[Saved data entries]
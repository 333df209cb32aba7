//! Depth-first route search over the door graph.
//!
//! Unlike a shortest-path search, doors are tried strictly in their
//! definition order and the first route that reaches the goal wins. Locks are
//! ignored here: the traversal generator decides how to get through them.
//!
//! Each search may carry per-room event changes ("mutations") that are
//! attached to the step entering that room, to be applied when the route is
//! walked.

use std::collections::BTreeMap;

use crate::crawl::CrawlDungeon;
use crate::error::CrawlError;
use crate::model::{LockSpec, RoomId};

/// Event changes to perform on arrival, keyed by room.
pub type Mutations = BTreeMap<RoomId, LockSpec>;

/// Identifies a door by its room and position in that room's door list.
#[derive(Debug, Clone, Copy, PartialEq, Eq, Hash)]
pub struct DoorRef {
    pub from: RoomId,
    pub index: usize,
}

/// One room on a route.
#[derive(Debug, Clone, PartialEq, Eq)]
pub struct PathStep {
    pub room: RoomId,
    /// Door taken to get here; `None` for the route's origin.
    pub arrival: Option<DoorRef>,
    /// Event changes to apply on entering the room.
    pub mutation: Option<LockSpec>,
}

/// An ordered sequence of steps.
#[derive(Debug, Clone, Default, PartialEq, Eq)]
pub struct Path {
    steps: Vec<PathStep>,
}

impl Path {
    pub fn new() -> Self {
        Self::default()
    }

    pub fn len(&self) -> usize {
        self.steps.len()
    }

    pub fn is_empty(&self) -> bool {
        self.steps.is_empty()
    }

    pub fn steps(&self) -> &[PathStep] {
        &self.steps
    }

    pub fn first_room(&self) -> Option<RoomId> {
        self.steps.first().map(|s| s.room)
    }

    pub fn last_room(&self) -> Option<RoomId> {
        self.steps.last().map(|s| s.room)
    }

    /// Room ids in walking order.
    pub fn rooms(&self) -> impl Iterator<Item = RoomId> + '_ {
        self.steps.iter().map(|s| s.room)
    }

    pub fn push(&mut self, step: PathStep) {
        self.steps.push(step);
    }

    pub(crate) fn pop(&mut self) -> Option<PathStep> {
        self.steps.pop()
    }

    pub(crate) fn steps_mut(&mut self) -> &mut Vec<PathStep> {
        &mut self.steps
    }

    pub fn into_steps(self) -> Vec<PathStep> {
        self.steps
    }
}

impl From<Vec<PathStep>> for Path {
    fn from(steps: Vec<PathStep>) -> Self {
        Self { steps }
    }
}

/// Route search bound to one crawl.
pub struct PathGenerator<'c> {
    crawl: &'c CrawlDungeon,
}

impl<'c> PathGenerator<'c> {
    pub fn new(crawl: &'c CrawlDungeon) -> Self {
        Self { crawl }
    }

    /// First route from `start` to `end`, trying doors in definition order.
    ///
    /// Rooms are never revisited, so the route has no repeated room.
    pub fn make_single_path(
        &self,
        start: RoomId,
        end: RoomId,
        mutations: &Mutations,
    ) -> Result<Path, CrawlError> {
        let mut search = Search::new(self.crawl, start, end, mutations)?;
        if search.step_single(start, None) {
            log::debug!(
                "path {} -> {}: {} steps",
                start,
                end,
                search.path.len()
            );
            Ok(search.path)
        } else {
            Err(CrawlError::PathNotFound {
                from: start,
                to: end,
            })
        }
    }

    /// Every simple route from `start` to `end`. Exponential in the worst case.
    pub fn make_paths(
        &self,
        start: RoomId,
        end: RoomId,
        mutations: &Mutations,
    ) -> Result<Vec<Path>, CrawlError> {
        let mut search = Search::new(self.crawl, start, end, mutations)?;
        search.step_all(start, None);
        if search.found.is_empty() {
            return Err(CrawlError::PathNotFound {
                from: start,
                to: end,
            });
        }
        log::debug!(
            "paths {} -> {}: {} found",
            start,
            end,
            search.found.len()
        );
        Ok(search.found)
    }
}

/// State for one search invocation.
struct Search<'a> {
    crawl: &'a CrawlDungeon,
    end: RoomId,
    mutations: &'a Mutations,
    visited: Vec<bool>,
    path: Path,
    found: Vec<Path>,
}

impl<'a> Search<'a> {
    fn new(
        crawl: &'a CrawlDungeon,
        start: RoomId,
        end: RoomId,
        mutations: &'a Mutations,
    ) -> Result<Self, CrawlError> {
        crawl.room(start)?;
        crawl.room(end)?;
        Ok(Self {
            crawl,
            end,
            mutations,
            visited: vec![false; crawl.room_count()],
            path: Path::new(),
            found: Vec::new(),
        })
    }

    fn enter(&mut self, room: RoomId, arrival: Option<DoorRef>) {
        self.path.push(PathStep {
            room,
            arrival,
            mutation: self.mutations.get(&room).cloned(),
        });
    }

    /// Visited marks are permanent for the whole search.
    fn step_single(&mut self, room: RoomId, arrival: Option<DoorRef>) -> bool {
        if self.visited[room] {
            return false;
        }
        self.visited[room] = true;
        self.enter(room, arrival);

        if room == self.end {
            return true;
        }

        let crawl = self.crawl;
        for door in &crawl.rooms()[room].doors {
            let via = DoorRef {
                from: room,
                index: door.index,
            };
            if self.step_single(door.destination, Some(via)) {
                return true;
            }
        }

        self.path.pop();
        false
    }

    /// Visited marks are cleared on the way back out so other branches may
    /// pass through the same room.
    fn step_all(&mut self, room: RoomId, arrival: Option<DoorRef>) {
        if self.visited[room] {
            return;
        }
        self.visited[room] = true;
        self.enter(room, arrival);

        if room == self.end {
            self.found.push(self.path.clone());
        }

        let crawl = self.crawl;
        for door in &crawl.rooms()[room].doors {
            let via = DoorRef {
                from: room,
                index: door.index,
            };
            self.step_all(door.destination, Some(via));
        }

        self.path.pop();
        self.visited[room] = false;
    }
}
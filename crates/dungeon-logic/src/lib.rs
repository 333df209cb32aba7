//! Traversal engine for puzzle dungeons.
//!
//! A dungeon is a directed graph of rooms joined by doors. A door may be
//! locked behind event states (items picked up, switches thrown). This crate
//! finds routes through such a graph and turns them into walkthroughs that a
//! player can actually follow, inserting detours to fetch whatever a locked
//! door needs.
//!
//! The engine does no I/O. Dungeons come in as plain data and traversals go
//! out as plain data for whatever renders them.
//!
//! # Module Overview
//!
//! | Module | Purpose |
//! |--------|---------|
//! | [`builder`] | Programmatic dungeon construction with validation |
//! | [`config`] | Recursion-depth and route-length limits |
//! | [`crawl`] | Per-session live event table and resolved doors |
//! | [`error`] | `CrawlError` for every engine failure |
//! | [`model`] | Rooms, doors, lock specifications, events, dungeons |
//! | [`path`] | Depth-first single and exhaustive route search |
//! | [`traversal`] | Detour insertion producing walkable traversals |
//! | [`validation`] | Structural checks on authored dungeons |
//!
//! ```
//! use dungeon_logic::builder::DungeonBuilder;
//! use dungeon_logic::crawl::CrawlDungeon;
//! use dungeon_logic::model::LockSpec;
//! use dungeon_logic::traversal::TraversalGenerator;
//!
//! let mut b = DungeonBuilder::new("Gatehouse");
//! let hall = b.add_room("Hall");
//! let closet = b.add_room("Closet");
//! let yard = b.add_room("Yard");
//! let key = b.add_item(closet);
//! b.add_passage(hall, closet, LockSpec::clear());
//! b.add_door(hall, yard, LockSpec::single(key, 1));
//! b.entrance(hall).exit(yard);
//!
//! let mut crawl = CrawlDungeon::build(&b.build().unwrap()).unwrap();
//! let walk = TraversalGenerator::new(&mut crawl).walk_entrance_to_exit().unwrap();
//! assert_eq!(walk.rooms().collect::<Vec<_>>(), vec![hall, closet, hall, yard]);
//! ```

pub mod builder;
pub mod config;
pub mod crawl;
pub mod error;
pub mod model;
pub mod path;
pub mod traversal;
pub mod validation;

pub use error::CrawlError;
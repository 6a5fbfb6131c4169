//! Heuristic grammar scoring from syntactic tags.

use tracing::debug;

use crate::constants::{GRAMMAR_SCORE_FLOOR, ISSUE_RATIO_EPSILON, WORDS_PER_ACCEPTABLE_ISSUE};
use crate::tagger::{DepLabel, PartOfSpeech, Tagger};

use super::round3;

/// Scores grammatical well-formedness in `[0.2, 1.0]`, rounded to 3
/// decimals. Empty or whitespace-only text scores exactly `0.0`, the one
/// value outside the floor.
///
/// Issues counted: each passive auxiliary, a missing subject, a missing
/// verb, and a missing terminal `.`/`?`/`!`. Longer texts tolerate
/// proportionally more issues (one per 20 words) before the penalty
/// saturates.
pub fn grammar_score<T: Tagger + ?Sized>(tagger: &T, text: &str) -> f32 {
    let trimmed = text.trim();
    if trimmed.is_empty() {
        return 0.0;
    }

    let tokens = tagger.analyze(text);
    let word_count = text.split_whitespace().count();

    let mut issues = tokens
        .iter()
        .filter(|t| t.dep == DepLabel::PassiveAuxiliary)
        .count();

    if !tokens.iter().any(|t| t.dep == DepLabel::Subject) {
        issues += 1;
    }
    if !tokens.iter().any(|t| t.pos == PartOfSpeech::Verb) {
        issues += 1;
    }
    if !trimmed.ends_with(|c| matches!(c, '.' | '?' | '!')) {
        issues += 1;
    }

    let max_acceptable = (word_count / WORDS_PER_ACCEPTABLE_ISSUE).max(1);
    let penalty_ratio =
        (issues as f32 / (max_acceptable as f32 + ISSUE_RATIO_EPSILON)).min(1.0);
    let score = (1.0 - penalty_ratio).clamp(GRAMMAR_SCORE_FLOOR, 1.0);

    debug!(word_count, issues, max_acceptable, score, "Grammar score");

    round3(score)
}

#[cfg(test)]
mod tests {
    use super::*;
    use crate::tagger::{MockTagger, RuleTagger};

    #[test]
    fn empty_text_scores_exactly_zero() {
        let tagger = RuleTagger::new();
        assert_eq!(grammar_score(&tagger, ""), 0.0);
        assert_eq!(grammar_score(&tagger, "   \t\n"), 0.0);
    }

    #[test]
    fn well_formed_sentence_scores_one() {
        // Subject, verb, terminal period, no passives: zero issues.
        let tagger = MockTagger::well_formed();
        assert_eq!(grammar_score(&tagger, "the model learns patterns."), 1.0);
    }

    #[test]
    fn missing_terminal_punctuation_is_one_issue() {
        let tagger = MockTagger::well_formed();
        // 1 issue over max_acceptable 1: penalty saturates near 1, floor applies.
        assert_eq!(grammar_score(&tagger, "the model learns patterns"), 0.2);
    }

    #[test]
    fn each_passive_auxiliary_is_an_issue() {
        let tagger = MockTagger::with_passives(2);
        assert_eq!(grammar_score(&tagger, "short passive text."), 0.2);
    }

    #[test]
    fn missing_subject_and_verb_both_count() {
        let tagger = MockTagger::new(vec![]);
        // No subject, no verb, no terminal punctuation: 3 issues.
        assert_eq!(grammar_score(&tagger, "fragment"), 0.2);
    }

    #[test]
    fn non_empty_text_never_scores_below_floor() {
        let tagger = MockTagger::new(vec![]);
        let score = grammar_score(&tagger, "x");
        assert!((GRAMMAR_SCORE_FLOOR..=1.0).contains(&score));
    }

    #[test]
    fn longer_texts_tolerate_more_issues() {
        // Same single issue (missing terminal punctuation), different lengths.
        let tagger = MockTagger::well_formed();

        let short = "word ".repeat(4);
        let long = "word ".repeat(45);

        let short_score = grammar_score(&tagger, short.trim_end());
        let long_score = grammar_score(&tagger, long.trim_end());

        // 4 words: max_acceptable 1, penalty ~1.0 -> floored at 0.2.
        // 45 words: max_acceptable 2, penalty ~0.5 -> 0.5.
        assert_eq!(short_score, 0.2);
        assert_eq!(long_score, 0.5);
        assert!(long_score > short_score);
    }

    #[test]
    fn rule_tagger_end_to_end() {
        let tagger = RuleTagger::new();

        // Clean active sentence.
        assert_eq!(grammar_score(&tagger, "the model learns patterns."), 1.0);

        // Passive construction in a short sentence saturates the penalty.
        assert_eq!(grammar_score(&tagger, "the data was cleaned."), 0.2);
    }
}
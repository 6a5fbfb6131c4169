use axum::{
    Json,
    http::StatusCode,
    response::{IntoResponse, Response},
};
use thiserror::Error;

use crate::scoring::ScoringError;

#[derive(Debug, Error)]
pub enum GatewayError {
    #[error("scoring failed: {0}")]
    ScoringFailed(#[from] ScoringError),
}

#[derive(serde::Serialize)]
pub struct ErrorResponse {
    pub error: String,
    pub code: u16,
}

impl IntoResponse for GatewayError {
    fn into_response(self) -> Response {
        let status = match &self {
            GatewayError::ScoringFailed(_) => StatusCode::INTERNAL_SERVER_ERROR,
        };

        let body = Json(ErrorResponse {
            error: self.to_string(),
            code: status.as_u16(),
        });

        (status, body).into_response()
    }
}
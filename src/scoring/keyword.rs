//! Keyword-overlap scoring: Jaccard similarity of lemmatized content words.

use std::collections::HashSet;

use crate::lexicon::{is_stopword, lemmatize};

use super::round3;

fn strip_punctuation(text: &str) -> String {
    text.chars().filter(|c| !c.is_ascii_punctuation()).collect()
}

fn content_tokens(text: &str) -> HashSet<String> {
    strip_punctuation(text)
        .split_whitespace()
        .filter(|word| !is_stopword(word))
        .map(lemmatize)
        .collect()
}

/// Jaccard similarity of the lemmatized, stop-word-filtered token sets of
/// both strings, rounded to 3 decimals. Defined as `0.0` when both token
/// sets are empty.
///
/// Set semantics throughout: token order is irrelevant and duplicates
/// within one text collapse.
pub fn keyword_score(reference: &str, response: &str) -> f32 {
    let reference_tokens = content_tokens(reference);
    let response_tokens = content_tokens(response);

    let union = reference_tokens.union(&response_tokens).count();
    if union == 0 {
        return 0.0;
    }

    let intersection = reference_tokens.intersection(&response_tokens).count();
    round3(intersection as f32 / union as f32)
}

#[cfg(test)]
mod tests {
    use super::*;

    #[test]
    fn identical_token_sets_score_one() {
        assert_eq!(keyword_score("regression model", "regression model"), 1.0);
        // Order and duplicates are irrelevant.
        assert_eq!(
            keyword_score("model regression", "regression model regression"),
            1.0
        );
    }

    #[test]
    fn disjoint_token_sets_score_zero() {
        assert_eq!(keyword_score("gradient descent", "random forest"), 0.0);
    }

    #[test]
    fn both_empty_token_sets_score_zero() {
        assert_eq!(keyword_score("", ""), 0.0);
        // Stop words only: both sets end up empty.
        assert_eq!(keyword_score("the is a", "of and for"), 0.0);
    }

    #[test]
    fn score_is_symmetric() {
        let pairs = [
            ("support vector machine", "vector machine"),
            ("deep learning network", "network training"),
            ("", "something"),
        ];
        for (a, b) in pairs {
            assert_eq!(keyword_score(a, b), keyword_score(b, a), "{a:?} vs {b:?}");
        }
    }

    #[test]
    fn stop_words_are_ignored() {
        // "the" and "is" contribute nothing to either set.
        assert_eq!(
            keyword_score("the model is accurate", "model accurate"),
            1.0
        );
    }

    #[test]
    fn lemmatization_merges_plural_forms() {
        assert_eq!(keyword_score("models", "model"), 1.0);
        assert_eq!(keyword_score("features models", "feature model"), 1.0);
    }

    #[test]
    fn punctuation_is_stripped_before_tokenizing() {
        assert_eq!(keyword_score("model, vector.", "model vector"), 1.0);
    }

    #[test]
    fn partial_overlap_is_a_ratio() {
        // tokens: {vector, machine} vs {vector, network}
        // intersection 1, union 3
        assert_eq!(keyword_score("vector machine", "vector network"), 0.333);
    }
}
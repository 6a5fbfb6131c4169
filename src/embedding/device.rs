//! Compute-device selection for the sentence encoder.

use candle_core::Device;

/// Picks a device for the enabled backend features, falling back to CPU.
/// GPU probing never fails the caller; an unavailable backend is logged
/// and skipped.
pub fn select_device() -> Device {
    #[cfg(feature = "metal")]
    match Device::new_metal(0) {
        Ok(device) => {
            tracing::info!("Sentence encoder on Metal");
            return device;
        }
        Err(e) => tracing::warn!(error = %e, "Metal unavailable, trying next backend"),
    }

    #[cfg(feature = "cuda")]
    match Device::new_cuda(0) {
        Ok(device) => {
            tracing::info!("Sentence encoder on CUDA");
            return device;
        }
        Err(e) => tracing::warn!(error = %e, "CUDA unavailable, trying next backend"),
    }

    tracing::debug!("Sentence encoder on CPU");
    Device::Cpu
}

### WHAT YOU NEED TO DO
Set down exactly the lines from the start of the records to the line with "pub fn push(&mut". Include that line, and add nothing more.

### WRITTEN ANSWER
repository 333df209cb32aba7
//! Depth-first route search over the door graph.
//!
//! Unlike a shortest-path search, doors are tried strictly in their
//! definition order and the first route that reaches the goal wins. Locks are
//! ignored here: the traversal generator decides how to get through them.
//!
//! Each search may carry per-room event changes ("mutations") that are
//! attached to the step entering that room, to be applied when the route is
//! walked.

use std::collections::BTreeMap;

use crate::crawl::CrawlDungeon;
use crate::error::CrawlError;
use crate::model::{LockSpec, RoomId};

/// Event changes to perform on arrival, keyed by room.
pub type Mutations = BTreeMap<RoomId, LockSpec>;

/// Identifies a door by its room and position in that room's door list.
#[derive(Debug, Clone, Copy, PartialEq, Eq, Hash)]
pub struct DoorRef {
    pub from: RoomId,
    pub index: usize,
}

/// One room on a route.
#[derive(Debug, Clone, PartialEq, Eq)]
pub struct PathStep {
    pub room: RoomId,
    /// Door taken to get here; `None` for the route's origin.
    pub arrival: Option<DoorRef>,
    /// Event changes to apply on entering the room.
    pub mutation: Option<LockSpec>,
}

/// An ordered sequence of steps.
#[derive(Debug, Clone, Default, PartialEq, Eq)]
pub struct Path {
    steps: Vec<PathStep>,
}

impl Path {
    pub fn new() -> Self {
        Self::default()
    }

    pub fn len(&self) -> usize {
        self.steps.len()
    }

    pub fn is_empty(&self) -> bool {
        self.steps.is_empty()
    }

    pub fn steps(&self) -> &[PathStep] {
        &self.steps
    }

    pub fn first_room(&self) -> Option<RoomId> {
        self.steps.first().map(|s| s.room)
    }

    pub fn last_room(&self) -> Option<RoomId> {
        self.steps.last().map(|s| s.room)
    }

    /// Room ids in walking order.
    pub fn rooms(&self) -> impl Iterator<Item = RoomId> + '_ {
        self.steps.iter().map(|s| s.room)
    }

    pub fn push(&mut self, step: PathStep) {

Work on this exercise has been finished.